4.6 million oil-equivalent barrels per day of production and 59% of output from Permian and Guyana barrels helped support that view. ExxonMobil also delivered all 10 key 2025 projects, which were said to add roughly $3 billion in earnings power, and Golden Pass LNG loaded its first cargo in April 2026. The 2026 buyback is set at $20 billion, giving shareholders a direct cash-return lane alongside operating gains.

Chevron's 3,858 MBOED profile

3,858 MBOED of first-quarter production was the bull case for Chevron, up 15% year over year after absorbing Hess. Mike Wirth pointed to “record crude throughput in March” and disciplined capital allocation, but the market is also weighing a trailing P/E of 33 against a still-negative $1.55 billion in free cash flow for the quarter. That combination leaves more proof to earn the higher valuation.

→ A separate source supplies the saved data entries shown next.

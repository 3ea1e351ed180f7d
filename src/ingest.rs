use anyhow::{anyhow, Context, Result};
use serde::{Deserialize, Serialize};
use serde_json::{Map, Value};
use std::collections::HashSet;
use std::fs;
use std::path::Path;
use tracing::{debug, warn};

use crate::db::Database;
use crate::models::{EmployeeLocations, NewCompany};

/// One company as it appears in an import file. Numbers may arrive as
/// strings and several column names have historical spellings.
#[derive(Debug, Default, Deserialize)]
pub struct CompanyRecord {
    #[serde(default)]
    pub url: Option<String>,
    #[serde(default, alias = "company_name")]
    pub name: Option<String>,
    #[serde(default)]
    pub founded_year: Option<Value>,
    #[serde(default)]
    pub total_employees: Option<Value>,
    #[serde(default)]
    pub headquarters_city: Option<String>,
    #[serde(default)]
    pub headquarters_country: Option<String>,
    #[serde(default)]
    pub employee_locations: Option<Value>,
    #[serde(default, alias = "employee_rowth_2Y", alias = "employee_growth_2Y")]
    pub employee_growth_2y: Option<Value>,
    #[serde(default, alias = "employee_growth_1Y")]
    pub employee_growth_1y: Option<Value>,
    #[serde(default, alias = "employee_growth_6M")]
    pub employee_growth_6m: Option<Value>,
    #[serde(default)]
    pub description: Option<String>,
    #[serde(default)]
    pub industry: Option<String>,
}

impl CompanyRecord {
    pub fn into_new_company(self) -> Result<NewCompany> {
        let url = clean(self.url).ok_or_else(|| anyhow!("missing url"))?;
        let name = clean(self.name).ok_or_else(|| anyhow!("missing name for {}", url))?;

        Ok(NewCompany {
            url,
            name,
            founded_year: self.founded_year.as_ref().and_then(integer_or_none),
            total_employees: self.total_employees.as_ref().and_then(integer_or_none),
            headquarters_city: clean(self.headquarters_city),
            headquarters_country: clean(self.headquarters_country),
            employee_locations: self
                .employee_locations
                .as_ref()
                .map(parse_locations)
                .unwrap_or_default(),
            employee_growth_2y: self.employee_growth_2y.as_ref().and_then(float_or_none),
            employee_growth_1y: self.employee_growth_1y.as_ref().and_then(float_or_none),
            employee_growth_6m: self.employee_growth_6m.as_ref().and_then(float_or_none),
            description: clean(self.description),
            industry: clean(self.industry),
        })
    }
}

#[derive(Debug, Default, Serialize, PartialEq)]
pub struct ImportSummary {
    pub imported_records: usize,
    pub skipped_duplicates: usize,
    pub record_errors: usize,
    pub errors: Vec<String>,
}

/// Layout of an import file.
#[derive(Debug, Clone, Copy, PartialEq, Eq, clap::ValueEnum)]
pub enum ImportFormat {
    Json,
    Csv,
}

impl ImportFormat {
    /// Guesses from the extension; anything that is not `.csv` is JSON.
    pub fn from_path(path: &Path) -> Self {
        match path.extension().and_then(|ext| ext.to_str()) {
            Some(ext) if ext.eq_ignore_ascii_case("csv") => ImportFormat::Csv,
            _ => ImportFormat::Json,
        }
    }
}

/// Reads company records from disk, as JSON objects ready for
/// [`import_companies`].
pub fn read_records(path: &Path, format: Option<ImportFormat>) -> Result<Vec<Value>> {
    match format.unwrap_or_else(|| ImportFormat::from_path(path)) {
        ImportFormat::Json => read_json_records(path),
        ImportFormat::Csv => read_csv_records(path),
    }
}

fn read_json_records(path: &Path) -> Result<Vec<Value>> {
    let raw = fs::read_to_string(path)
        .with_context(|| format!("Failed to read import file: {}", path.display()))?;
    let parsed: Value = serde_json::from_str(&raw)
        .with_context(|| format!("Import file is not valid JSON: {}", path.display()))?;

    match parsed {
        Value::Array(records) => Ok(records),
        _ => Err(anyhow!("Import file must contain a JSON array of companies")),
    }
}

/// Each row becomes an object keyed by header. Empty cells are left out so
/// they read as missing values.
fn read_csv_records(path: &Path) -> Result<Vec<Value>> {
    let mut reader = csv::ReaderBuilder::new()
        .trim(csv::Trim::All)
        .flexible(true)
        .from_path(path)
        .with_context(|| format!("Failed to read import file: {}", path.display()))?;
    let headers = reader
        .headers()
        .with_context(|| format!("CSV import file has no header row: {}", path.display()))?
        .clone();

    let mut records = Vec::new();
    for (line, row) in reader.records().enumerate() {
        let row = row.with_context(|| format!("Invalid CSV row {}", line + 2))?;
        let object: Map<String, Value> = headers
            .iter()
            .zip(row.iter())
            .filter(|(_, cell)| !cell.is_empty())
            .map(|(header, cell)| (header.to_string(), Value::String(cell.to_string())))
            .collect();
        records.push(Value::Object(object));
    }
    Ok(records)
}

/// Inserts new companies, skipping URLs already stored or already seen in
/// this batch. A bad record is counted and reported without stopping the rest.
pub fn import_companies(db: &Database, records: Vec<Value>) -> Result<ImportSummary> {
    let mut summary = ImportSummary::default();
    let mut seen_urls: HashSet<String> = HashSet::new();

    for (index, raw) in records.into_iter().enumerate() {
        let company = match serde_json::from_value::<CompanyRecord>(raw)
            .map_err(anyhow::Error::from)
            .and_then(CompanyRecord::into_new_company)
        {
            Ok(company) => company,
            Err(e) => {
                warn!(record = index, "Skipping company record: {:#}", e);
                summary.record_errors += 1;
                summary.errors.push(format!("record {}: {:#}", index, e));
                continue;
            }
        };

        if !seen_urls.insert(company.url.clone()) {
            debug!(url = %company.url, "Duplicate URL within import file");
            summary.skipped_duplicates += 1;
            continue;
        }

        match db.insert_company(&company)? {
            Some(id) => {
                debug!(id, url = %company.url, "Imported company");
                summary.imported_records += 1;
            }
            None => summary.skipped_duplicates += 1,
        }
    }

    Ok(summary)
}

fn clean(value: Option<String>) -> Option<String> {
    value
        .map(|v| v.trim().to_string())
        .filter(|v| !v.is_empty())
}

fn float_or_none(value: &Value) -> Option<f64> {
    match value {
        Value::Number(n) => n.as_f64(),
        Value::String(s) => s.trim().parse().ok(),
        _ => None,
    }
}

fn integer_or_none(value: &Value) -> Option<i64> {
    match value {
        Value::Number(n) => n.as_i64().or_else(|| n.as_f64().map(|f| f as i64)),
        Value::String(s) => {
            let s = s.trim();
            s.parse::<i64>()
                .ok()
                .or_else(|| s.parse::<f64>().ok().map(|f| f as i64))
        }
        _ => None,
    }
}

/// Accepts `{"USA": 10}`, the same object encoded as a string, or free text
/// like `"USA: 10, Canada"`. Regions without a count get 0.
pub fn parse_locations(value: &Value) -> EmployeeLocations {
    match value {
        Value::Object(map) => map
            .iter()
            .map(|(region, count)| {
                let count = integer_or_none(count).unwrap_or(0).max(0) as u64;
                (region.trim().to_string(), count)
            })
            .filter(|(region, _)| !region.is_empty())
            .collect(),
        Value::String(text) => {
            let text = text.trim();
            if text.starts_with('{') {
                if let Ok(parsed @ Value::Object(_)) = serde_json::from_str::<Value>(text) {
                    return parse_locations(&parsed);
                }
            }
            parse_location_list(text)
        }
        _ => EmployeeLocations::new(),
    }
}

fn parse_location_list(text: &str) -> EmployeeLocations {
    let mut locations = EmployeeLocations::new();
    for entry in text.split([',', ';']) {
        let (region, count) = match entry.rsplit_once(':') {
            Some((region, count)) => (region, count.trim().parse::<u64>().unwrap_or(0)),
            None => (entry, 0),
        };
        let region = region.trim();
        if !region.is_empty() {
            *locations.entry(region.to_string()).or_insert(0) += count;
        }
    }
    locations
}

#[cfg(test)]
mod tests {
    use super::*;
    use serde_json::json;

    fn test_db() -> Database {
        let db = Database::open_in_memory().unwrap();
        db.init().unwrap();
        db
    }

    #[test]
    fn test_record_aliases_and_string_numbers() {
        let record: CompanyRecord = serde_json::from_value(json!({
            "company_name": " Acme ",
            "url": "https://acme.example",
            "founded_year": "2010",
            "total_employees": 150,
            "employee_rowth_2Y": "0.25",
            "employee_growth_1Y": 0.1,
            "employee_growth_6M": "n/a",
            "headquarters_city": "Toronto (Canada)",
            "description": ""
        }))
        .unwrap();

        let company = record.into_new_company().unwrap();
        assert_eq!(company.name, "Acme");
        assert_eq!(company.founded_year, Some(2010));
        assert_eq!(company.total_employees, Some(150));
        assert_eq!(company.employee_growth_2y, Some(0.25));
        assert_eq!(company.employee_growth_1y, Some(0.1));
        assert_eq!(company.employee_growth_6m, None);
        assert_eq!(company.description, None);
    }

    #[test]
    fn test_parse_locations_formats() {
        let from_object = parse_locations(&json!({"USA": 10, "Canada": "4"}));
        assert_eq!(from_object.get("USA"), Some(&10));
        assert_eq!(from_object.get("Canada"), Some(&4));

        let from_string = parse_locations(&json!("{\"UK\": 3}"));
        assert_eq!(from_string.get("UK"), Some(&3));

        let from_list = parse_locations(&json!("San Francisco, New York: 12"));
        assert_eq!(from_list.get("San Francisco"), Some(&0));
        assert_eq!(from_list.get("New York"), Some(&12));

        assert!(parse_locations(&json!(null)).is_empty());
    }

    #[test]
    fn test_import_counts_duplicates_and_errors() {
        let db = test_db();
        db.insert_company(&NewCompany {
            url: "https://old.example".to_string(),
            name: "Old".to_string(),
            ..Default::default()
        })
        .unwrap();

        let records = vec![
            json!({"name": "A", "url": "https://a.example"}),
            json!({"name": "A again", "url": "https://a.example"}),
            json!({"name": "Old", "url": "https://old.example"}),
            json!({"name": "No url"}),
            json!({"name": "Bad", "url": "https://bad.example", "industry": 7}),
        ];

        let summary = import_companies(&db, records).unwrap();
        assert_eq!(summary.imported_records, 1);
        assert_eq!(summary.skipped_duplicates, 2);
        assert_eq!(summary.record_errors, 2);
        assert_eq!(summary.errors.len(), 2);
        assert!(summary.errors[0].starts_with("record 3"));
        assert_eq!(db.list_companies().unwrap().len(), 2);
    }

    #[test]
    fn test_read_records_requires_array() {
        let dir = tempfile::tempdir().unwrap();
        let path = dir.path().join("companies.json");

        fs::write(&path, r#"[{"name": "A", "url": "https://a.example"}]"#).unwrap();
        assert_eq!(read_records(&path, None).unwrap().len(), 1);

        fs::write(&path, r#"{"name": "A"}"#).unwrap();
        assert!(read_records(&path, None).is_err());
    }

    #[test]
    fn test_csv_import_with_legacy_headers() {
        let db = test_db();
        let dir = tempfile::tempdir().unwrap();
        let path = dir.path().join("companies.csv");
        fs::write(
            &path,
            "company_name,url,founded_year,total_employees,headquarters_city,employee_locations,employee_rowth_2Y,employee_growth_1Y,employee_growth_6M,description,industry\n\
             Acme,https://acme.example,2010,150,Toronto (Canada),\"Canada: 100, USA: 50\",0.25,,0.05,Developer tooling,Technology\n\
             Acme dup,https://acme.example,2011,1,,,,,,,\n\
             ,https://nameless.example,2020,3,,,,,,,\n",
        )
        .unwrap();

        assert_eq!(ImportFormat::from_path(&path), ImportFormat::Csv);
        let records = read_records(&path, None).unwrap();
        assert_eq!(records.len(), 3);

        let summary = import_companies(&db, records).unwrap();
        assert_eq!(summary.imported_records, 1);
        assert_eq!(summary.skipped_duplicates, 1);
        assert_eq!(summary.record_errors, 1);

        let acme = db.get_company_by_url("https://acme.example").unwrap().unwrap();
        assert_eq!(acme.name, "Acme");
        assert_eq!(acme.founded_year, Some(2010));
        assert_eq!(acme.total_employees, Some(150));
        assert_eq!(acme.employee_growth_2y, Some(0.25));
        assert_eq!(acme.employee_growth_1y, None);
        assert_eq!(acme.employee_growth_6m, Some(0.05));
        assert_eq!(acme.employee_locations.get("USA"), Some(&50));
        assert_eq!(acme.country(), Some("Canada".to_string()));
    }

    #[test]
    fn test_format_flag_overrides_extension() {
        let dir = tempfile::tempdir().unwrap();
        let path = dir.path().join("companies.txt");
        fs::write(&path, "company_name,url\nAcme,https://acme.example\n").unwrap();

        assert_eq!(ImportFormat::from_path(&path), ImportFormat::Json);
        assert!(read_records(&path, None).is_err());
        let records = read_records(&path, Some(ImportFormat::Csv)).unwrap();
        assert_eq!(records[0]["company_name"], "Acme");
    }
}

$2.9 billion in unfavorable timing and a $360 million legal reserve weighed on Chevron’s first-quarter results, while fiscal 2025 net income fell 30.4%. The company still carries a 3.26% dividend yield and has lifted its payout for 39 consecutive annual years, but the balance sheet now shows a 17.9% net debt ratio post-Hess. Chevron also has a structural cost target of $3 billion to $4 billion by the end of 2026, a target that will need to translate into steadier cash generation before the multiple looks easier to defend.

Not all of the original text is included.